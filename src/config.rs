//! Application configuration loaded from environment variables.

use std::str::FromStr;
use std::time::Duration;

use serde::Deserialize;
use tracing::warn;

use crate::connector::BackoffPolicy;
use crate::venue::Venue;

/// Application configuration loaded from environment variables.
#[derive(Debug, Clone, Deserialize)]
pub struct Config {
    // === Market Data ===
    /// Comma-separated list of exchange names to connect to.
    #[serde(default = "default_exchanges")]
    pub exchanges: String,

    /// Instrument symbol in concatenated form (e.g. BTCUSDT).
    #[serde(default = "default_symbol")]
    pub symbol: String,

    /// Maximum number of price levels per side in published snapshots.
    #[serde(default = "default_depth_limit")]
    pub depth_limit: usize,

    // === Connection Lifecycle ===
    /// Deadline for the TLS + WebSocket handshake, in seconds.
    #[serde(default = "default_handshake_timeout")]
    pub handshake_timeout_s: u64,

    /// Keepalive ping interval while streaming, in seconds.
    #[serde(default = "default_keepalive_interval")]
    pub keepalive_interval_s: u64,

    /// Initial reconnect backoff delay in milliseconds.
    #[serde(default = "default_reconnect_initial_ms")]
    pub reconnect_initial_ms: u64,

    /// Maximum reconnect backoff delay in seconds.
    #[serde(default = "default_reconnect_max_delay")]
    pub reconnect_max_delay_s: u64,

    /// Reconnect attempts before a connector stops permanently.
    #[serde(default = "default_reconnect_max_retries")]
    pub reconnect_max_retries: u32,

    // === Distribution ===
    /// HTTP/WebSocket server port for subscribers and ops endpoints.
    #[serde(default = "default_port")]
    pub port: u16,

    /// Subscriber poll interval for new versions, in milliseconds.
    #[serde(default = "default_subscriber_poll_ms")]
    pub subscriber_poll_ms: u64,

    // === Logging ===
    /// Log level (trace, debug, info, warn, error).
    #[serde(default = "default_log_level")]
    pub rust_log: String,

    /// Enable verbose logging.
    #[serde(default)]
    pub verbose: bool,
}

fn default_exchanges() -> String {
    "binance,okx,bitget,bybit".to_string()
}

fn default_symbol() -> String {
    "BTCUSDT".to_string()
}

fn default_depth_limit() -> usize {
    150
}

fn default_handshake_timeout() -> u64 {
    10
}

fn default_keepalive_interval() -> u64 {
    30
}

fn default_reconnect_initial_ms() -> u64 {
    1000
}

fn default_reconnect_max_delay() -> u64 {
    30
}

fn default_reconnect_max_retries() -> u32 {
    10
}

fn default_port() -> u16 {
    8080
}

fn default_subscriber_poll_ms() -> u64 {
    10
}

fn default_log_level() -> String {
    "info".to_string()
}

impl Config {
    /// Load configuration from environment, reading .env file first.
    pub fn load() -> Result<Self, envy::Error> {
        dotenvy::dotenv().ok();
        envy::from_env()
    }

    /// Check if the configuration is valid.
    pub fn validate(&self) -> Result<(), String> {
        if self.symbol.is_empty() || !self.symbol.chars().all(|c| c.is_ascii_alphanumeric()) {
            return Err("SYMBOL must be a non-empty alphanumeric pair like BTCUSDT".to_string());
        }

        if self.depth_limit == 0 {
            return Err("DEPTH_LIMIT must be at least 1".to_string());
        }

        if self.reconnect_max_retries == 0 {
            return Err("RECONNECT_MAX_RETRIES must be at least 1".to_string());
        }

        if self.subscriber_poll_ms == 0 {
            return Err("SUBSCRIBER_POLL_MS must be at least 1".to_string());
        }

        Ok(())
    }

    /// Parse the configured exchange list into known venues.
    ///
    /// Unknown names are logged as warnings and skipped; they never abort the
    /// process. Duplicates collapse to one connector.
    pub fn venues(&self) -> Vec<Venue> {
        let mut venues = Vec::new();

        for name in self.exchanges.split(',') {
            let name = name.trim();
            if name.is_empty() {
                continue;
            }

            match Venue::from_str(&name.to_lowercase()) {
                Ok(venue) if venues.contains(&venue) => {
                    warn!(exchange = name, "duplicate exchange entry, skipping");
                }
                Ok(venue) => venues.push(venue),
                Err(_) => {
                    warn!(exchange = name, "unknown exchange name, skipping");
                }
            }
        }

        venues
    }

    /// Reconnect backoff policy for connectors.
    pub fn backoff_policy(&self) -> BackoffPolicy {
        BackoffPolicy {
            initial: Duration::from_millis(self.reconnect_initial_ms),
            max: Duration::from_secs(self.reconnect_max_delay_s),
            multiplier: 2.0,
            max_retries: self.reconnect_max_retries,
        }
    }

    /// Handshake deadline as a duration.
    pub fn handshake_timeout(&self) -> Duration {
        Duration::from_secs(self.handshake_timeout_s)
    }

    /// Keepalive interval as a duration.
    pub fn keepalive_interval(&self) -> Duration {
        Duration::from_secs(self.keepalive_interval_s)
    }

    /// Subscriber poll interval as a duration.
    pub fn subscriber_poll_interval(&self) -> Duration {
        Duration::from_millis(self.subscriber_poll_ms)
    }
}

impl Default for Config {
    fn default() -> Self {
        Self {
            exchanges: default_exchanges(),
            symbol: default_symbol(),
            depth_limit: default_depth_limit(),
            handshake_timeout_s: default_handshake_timeout(),
            keepalive_interval_s: default_keepalive_interval(),
            reconnect_initial_ms: default_reconnect_initial_ms(),
            reconnect_max_delay_s: default_reconnect_max_delay(),
            reconnect_max_retries: default_reconnect_max_retries(),
            port: default_port(),
            subscriber_poll_ms: default_subscriber_poll_ms(),
            rust_log: default_log_level(),
            verbose: false,
        }
    }
}

#[cfg(test)]
mod tests {
    use super::*;

    #[test]
    fn default_values_are_sensible() {
        let config = Config::default();
        assert_eq!(config.depth_limit, 150);
        assert_eq!(config.reconnect_max_retries, 10);
        assert_eq!(config.reconnect_initial_ms, 1000);
        assert_eq!(config.subscriber_poll_ms, 10);
        assert!(config.validate().is_ok());
    }

    #[test]
    fn venues_skips_unknown_names() {
        let config = Config {
            exchanges: "binance,krakken,okx".to_string(),
            ..Config::default()
        };

        let venues = config.venues();
        assert_eq!(venues, vec![Venue::Binance, Venue::Okx]);
    }

    #[test]
    fn venues_collapses_duplicates() {
        let config = Config {
            exchanges: "bybit, bybit ,BYBIT".to_string(),
            ..Config::default()
        };

        assert_eq!(config.venues(), vec![Venue::Bybit]);
    }

    #[test]
    fn venues_accepts_mixed_case() {
        let config = Config {
            exchanges: "Binance,OKX".to_string(),
            ..Config::default()
        };

        assert_eq!(config.venues(), vec![Venue::Binance, Venue::Okx]);
    }

    #[test]
    fn validate_rejects_empty_symbol() {
        let config = Config {
            symbol: String::new(),
            ..Config::default()
        };

        assert!(config.validate().is_err());
    }

    #[test]
    fn validate_rejects_zero_depth() {
        let config = Config {
            depth_limit: 0,
            ..Config::default()
        };

        assert!(config.validate().is_err());
    }
}
//! Per-venue order book state and its update semantics.

use std::collections::BTreeMap;

use rust_decimal::Decimal;
use serde::{Deserialize, Serialize};

/// Single price level in an order book.
#[derive(Debug, Clone, Copy, Serialize, Deserialize, PartialEq, Eq)]
pub struct PriceLevel {
    /// Price at this level.
    pub price: Decimal,
    /// Aggregate resting quantity at this price.
    pub quantity: Decimal,
}

impl PriceLevel {
    /// Create a new price level.
    pub fn new(price: Decimal, quantity: Decimal) -> Self {
        Self { price, quantity }
    }
}

/// Decoded venue message, ready to apply to a local book.
///
/// `Control` covers subscribe-acks, pings and pongs: recognized structurally
/// by the venue decoders and never applied to the book.
#[derive(Debug, Clone, PartialEq, Eq)]
pub enum BookEvent {
    /// Full replacement of both sides.
    Snapshot {
        /// New bid levels.
        bids: Vec<(Decimal, Decimal)>,
        /// New ask levels.
        asks: Vec<(Decimal, Decimal)>,
    },
    /// Incremental update; quantity 0 removes a level. An empty side means
    /// "no change to that side".
    Delta {
        /// Changed bid levels.
        bids: Vec<(Decimal, Decimal)>,
        /// Changed ask levels.
        asks: Vec<(Decimal, Decimal)>,
    },
    /// Keepalive or protocol acknowledgment; must not touch the book.
    Control,
}

/// L2 order book for one venue.
///
/// Bids iterate descending, asks ascending. Invariant: no stored level has
/// quantity <= 0. Mutated only by the owning connector's read loop.
#[derive(Debug, Clone, Default)]
pub struct OrderBook {
    bids: BTreeMap<Decimal, Decimal>,
    asks: BTreeMap<Decimal, Decimal>,
}

impl OrderBook {
    /// Create an empty book.
    pub fn new() -> Self {
        Self::default()
    }

    /// Apply a decoded event. `Control` is a no-op.
    pub fn apply(&mut self, event: &BookEvent) {
        match event {
            BookEvent::Snapshot { bids, asks } => self.apply_snapshot(bids, asks),
            BookEvent::Delta { bids, asks } => self.apply_delta(bids, asks),
            BookEvent::Control => {}
        }
    }

    /// Replace both sides with the levels of a full snapshot.
    ///
    /// Levels with quantity <= 0 in the snapshot are dropped rather than
    /// stored; prior levels absent from the snapshot disappear.
    pub fn apply_snapshot(&mut self, bids: &[(Decimal, Decimal)], asks: &[(Decimal, Decimal)]) {
        self.bids.clear();
        self.asks.clear();

        for &(price, quantity) in bids {
            if quantity > Decimal::ZERO {
                self.bids.insert(price, quantity);
            }
        }

        for &(price, quantity) in asks {
            if quantity > Decimal::ZERO {
                self.asks.insert(price, quantity);
            }
        }
    }

    /// Apply incremental level changes; quantity <= 0 removes the level.
    pub fn apply_delta(&mut self, bids: &[(Decimal, Decimal)], asks: &[(Decimal, Decimal)]) {
        for &(price, quantity) in bids {
            if quantity <= Decimal::ZERO {
                self.bids.remove(&price);
            } else {
                self.bids.insert(price, quantity);
            }
        }

        for &(price, quantity) in asks {
            if quantity <= Decimal::ZERO {
                self.asks.remove(&price);
            } else {
                self.asks.insert(price, quantity);
            }
        }
    }

    /// Bid levels in descending price order.
    pub fn bids(&self) -> impl Iterator<Item = (&Decimal, &Decimal)> {
        self.bids.iter().rev()
    }

    /// Ask levels in ascending price order.
    pub fn asks(&self) -> impl Iterator<Item = (&Decimal, &Decimal)> {
        self.asks.iter()
    }

    /// Get the best bid level.
    pub fn best_bid(&self) -> Option<PriceLevel> {
        self.bids
            .iter()
            .next_back()
            .map(|(&price, &quantity)| PriceLevel::new(price, quantity))
    }

    /// Get the best ask level.
    pub fn best_ask(&self) -> Option<PriceLevel> {
        self.asks
            .iter()
            .next()
            .map(|(&price, &quantity)| PriceLevel::new(price, quantity))
    }

    /// Whether both sides are empty.
    pub fn is_empty(&self) -> bool {
        self.bids.is_empty() && self.asks.is_empty()
    }

    /// Number of levels as (bids, asks).
    pub fn depth(&self) -> (usize, usize) {
        (self.bids.len(), self.asks.len())
    }

    /// Convert to sorted price level vectors (bids descending, asks ascending).
    pub fn to_levels(&self) -> (Vec<PriceLevel>, Vec<PriceLevel>) {
        let bids = self
            .bids()
            .map(|(&price, &quantity)| PriceLevel::new(price, quantity))
            .collect();
        let asks = self
            .asks()
            .map(|(&price, &quantity)| PriceLevel::new(price, quantity))
            .collect();

        (bids, asks)
    }
}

_ _ _ _ _ _ _

**ABOUT THIS EXERCISE**
Check each line above for the string "Deserialize", then copy the ones that have it.

**OUTPUT**
use serde::Deserialize;
#[derive(Debug, Clone, Deserialize)]
use serde::{Deserialize, Serialize};
#[derive(Debug, Clone, Copy, Serialize, Deserialize, PartialEq, Eq)]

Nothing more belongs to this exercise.